> [Record set]
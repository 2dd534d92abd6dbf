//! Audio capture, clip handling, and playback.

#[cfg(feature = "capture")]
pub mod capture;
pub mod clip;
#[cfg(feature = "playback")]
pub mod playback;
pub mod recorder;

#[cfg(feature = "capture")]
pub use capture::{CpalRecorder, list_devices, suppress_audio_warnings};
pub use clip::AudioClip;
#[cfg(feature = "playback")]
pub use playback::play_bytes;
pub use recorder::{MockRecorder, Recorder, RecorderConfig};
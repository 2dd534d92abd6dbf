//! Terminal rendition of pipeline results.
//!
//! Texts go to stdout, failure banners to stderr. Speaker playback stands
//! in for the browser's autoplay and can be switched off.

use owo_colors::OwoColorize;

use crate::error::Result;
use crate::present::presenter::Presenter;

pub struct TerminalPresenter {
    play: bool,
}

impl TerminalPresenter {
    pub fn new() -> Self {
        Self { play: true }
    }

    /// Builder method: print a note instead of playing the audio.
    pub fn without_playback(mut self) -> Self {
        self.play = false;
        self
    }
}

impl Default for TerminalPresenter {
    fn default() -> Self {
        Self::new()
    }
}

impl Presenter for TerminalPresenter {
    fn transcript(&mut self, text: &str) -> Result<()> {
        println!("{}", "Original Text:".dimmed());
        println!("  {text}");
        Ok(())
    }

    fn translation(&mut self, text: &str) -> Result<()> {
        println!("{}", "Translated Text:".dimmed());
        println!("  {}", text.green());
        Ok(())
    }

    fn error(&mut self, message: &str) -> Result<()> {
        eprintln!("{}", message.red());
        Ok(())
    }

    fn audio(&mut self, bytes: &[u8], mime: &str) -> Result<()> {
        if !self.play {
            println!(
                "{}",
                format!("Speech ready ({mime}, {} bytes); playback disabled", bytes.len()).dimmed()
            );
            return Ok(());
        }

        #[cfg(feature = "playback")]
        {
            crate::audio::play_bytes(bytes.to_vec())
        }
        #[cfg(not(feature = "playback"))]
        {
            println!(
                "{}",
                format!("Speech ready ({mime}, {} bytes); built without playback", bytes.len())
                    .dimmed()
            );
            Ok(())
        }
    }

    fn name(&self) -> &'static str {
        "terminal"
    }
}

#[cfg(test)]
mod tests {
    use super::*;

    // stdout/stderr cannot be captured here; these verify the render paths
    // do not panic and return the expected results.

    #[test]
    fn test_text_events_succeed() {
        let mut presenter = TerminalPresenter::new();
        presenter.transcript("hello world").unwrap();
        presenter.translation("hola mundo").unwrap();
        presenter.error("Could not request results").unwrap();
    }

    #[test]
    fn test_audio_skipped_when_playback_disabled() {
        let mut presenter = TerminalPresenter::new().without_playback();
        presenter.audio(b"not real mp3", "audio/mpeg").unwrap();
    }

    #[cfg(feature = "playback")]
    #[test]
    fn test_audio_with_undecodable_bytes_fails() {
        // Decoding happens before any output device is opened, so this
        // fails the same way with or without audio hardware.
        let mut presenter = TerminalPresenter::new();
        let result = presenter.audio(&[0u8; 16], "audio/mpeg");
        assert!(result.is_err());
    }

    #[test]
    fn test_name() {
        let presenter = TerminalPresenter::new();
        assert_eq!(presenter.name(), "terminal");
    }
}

> [Problem description] Wherever a line in the data above holds "unwrap", copy that line.

> [Completed exercise]
        presenter.transcript("hello world").unwrap();
        presenter.translation("hola mundo").unwrap();
        presenter.error("Could not request results").unwrap();
        presenter.audio(b"not real mp3", "audio/mpeg").unwrap();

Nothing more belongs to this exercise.